--- START ---
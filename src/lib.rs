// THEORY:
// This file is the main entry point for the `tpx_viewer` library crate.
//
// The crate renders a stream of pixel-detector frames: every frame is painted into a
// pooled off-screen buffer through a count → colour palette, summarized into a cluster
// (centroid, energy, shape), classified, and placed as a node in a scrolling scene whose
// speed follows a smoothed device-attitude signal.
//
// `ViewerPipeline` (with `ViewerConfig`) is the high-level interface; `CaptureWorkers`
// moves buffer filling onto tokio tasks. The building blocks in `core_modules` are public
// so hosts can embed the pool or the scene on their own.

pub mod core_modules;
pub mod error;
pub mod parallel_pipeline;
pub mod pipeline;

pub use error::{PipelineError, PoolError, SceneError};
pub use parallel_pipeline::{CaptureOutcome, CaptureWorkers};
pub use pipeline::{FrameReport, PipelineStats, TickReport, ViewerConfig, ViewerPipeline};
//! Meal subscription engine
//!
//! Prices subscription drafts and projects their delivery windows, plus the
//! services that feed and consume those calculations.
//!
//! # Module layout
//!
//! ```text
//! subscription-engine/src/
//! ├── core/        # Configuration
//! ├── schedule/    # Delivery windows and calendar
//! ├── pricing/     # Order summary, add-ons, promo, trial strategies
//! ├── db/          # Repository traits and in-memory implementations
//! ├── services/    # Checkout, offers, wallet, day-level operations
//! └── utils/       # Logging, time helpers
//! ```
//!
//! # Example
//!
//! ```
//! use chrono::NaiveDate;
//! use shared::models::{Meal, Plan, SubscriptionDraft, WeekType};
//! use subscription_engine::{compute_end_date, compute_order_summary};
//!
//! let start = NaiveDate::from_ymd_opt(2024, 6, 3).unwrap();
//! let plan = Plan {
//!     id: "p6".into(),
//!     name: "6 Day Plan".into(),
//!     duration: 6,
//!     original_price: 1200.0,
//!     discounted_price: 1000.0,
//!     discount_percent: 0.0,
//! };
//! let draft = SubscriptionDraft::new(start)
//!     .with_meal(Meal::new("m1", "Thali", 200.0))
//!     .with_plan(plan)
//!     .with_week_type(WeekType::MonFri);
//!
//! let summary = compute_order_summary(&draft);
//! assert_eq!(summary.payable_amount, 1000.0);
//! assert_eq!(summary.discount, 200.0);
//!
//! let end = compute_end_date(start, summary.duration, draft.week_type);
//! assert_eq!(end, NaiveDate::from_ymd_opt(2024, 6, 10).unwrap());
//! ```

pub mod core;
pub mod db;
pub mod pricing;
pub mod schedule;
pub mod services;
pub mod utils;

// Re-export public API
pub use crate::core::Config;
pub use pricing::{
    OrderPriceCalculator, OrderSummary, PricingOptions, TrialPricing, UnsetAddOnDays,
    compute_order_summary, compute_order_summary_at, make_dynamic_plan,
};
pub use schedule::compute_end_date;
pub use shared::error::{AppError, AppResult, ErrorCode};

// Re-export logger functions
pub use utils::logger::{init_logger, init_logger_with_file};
--- END ---
--- START ---
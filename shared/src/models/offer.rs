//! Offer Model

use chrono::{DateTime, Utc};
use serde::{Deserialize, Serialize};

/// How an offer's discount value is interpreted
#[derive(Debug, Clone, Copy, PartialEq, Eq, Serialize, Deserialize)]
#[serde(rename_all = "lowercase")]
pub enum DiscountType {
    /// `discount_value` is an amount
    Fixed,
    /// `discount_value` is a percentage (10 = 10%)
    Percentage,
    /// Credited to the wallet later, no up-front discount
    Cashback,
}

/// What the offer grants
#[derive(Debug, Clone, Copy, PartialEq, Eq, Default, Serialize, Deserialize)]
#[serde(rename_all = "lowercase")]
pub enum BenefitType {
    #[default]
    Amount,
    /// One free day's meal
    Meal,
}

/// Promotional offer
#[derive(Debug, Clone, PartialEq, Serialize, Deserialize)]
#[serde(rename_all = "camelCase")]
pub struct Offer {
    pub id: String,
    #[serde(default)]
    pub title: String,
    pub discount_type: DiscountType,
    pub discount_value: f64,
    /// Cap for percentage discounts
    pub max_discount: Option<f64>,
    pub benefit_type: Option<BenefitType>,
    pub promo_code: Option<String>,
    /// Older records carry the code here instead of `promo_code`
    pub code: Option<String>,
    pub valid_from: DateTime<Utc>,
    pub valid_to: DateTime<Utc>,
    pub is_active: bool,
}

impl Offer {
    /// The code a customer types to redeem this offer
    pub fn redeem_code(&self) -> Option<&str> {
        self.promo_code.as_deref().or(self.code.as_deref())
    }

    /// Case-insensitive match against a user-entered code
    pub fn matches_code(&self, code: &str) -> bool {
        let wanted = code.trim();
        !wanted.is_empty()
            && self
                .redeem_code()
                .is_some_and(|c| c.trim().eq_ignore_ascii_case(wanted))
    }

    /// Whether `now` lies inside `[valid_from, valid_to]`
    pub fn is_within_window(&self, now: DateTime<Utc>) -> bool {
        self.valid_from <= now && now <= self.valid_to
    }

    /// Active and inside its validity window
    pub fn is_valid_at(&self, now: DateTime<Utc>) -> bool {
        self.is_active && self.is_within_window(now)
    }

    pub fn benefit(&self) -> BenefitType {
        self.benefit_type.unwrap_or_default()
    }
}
--- END ---
--- START ---
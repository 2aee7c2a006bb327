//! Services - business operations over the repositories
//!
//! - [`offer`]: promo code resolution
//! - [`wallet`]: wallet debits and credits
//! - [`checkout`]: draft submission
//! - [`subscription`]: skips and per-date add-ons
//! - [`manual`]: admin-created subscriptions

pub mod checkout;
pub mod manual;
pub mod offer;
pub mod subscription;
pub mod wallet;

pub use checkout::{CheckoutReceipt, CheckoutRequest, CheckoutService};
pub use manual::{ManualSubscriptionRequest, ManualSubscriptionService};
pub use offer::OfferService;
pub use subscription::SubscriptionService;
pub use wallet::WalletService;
--- END ---
Task goal
Above are the entries. Output exactly the lines beginning with the line that has "pub use offer::OfferService;" and ending with the line that has "pub use wallet::WalletService;".

Written answer
pub use offer::OfferService;
pub use subscription::SubscriptionService;
pub use wallet::WalletService;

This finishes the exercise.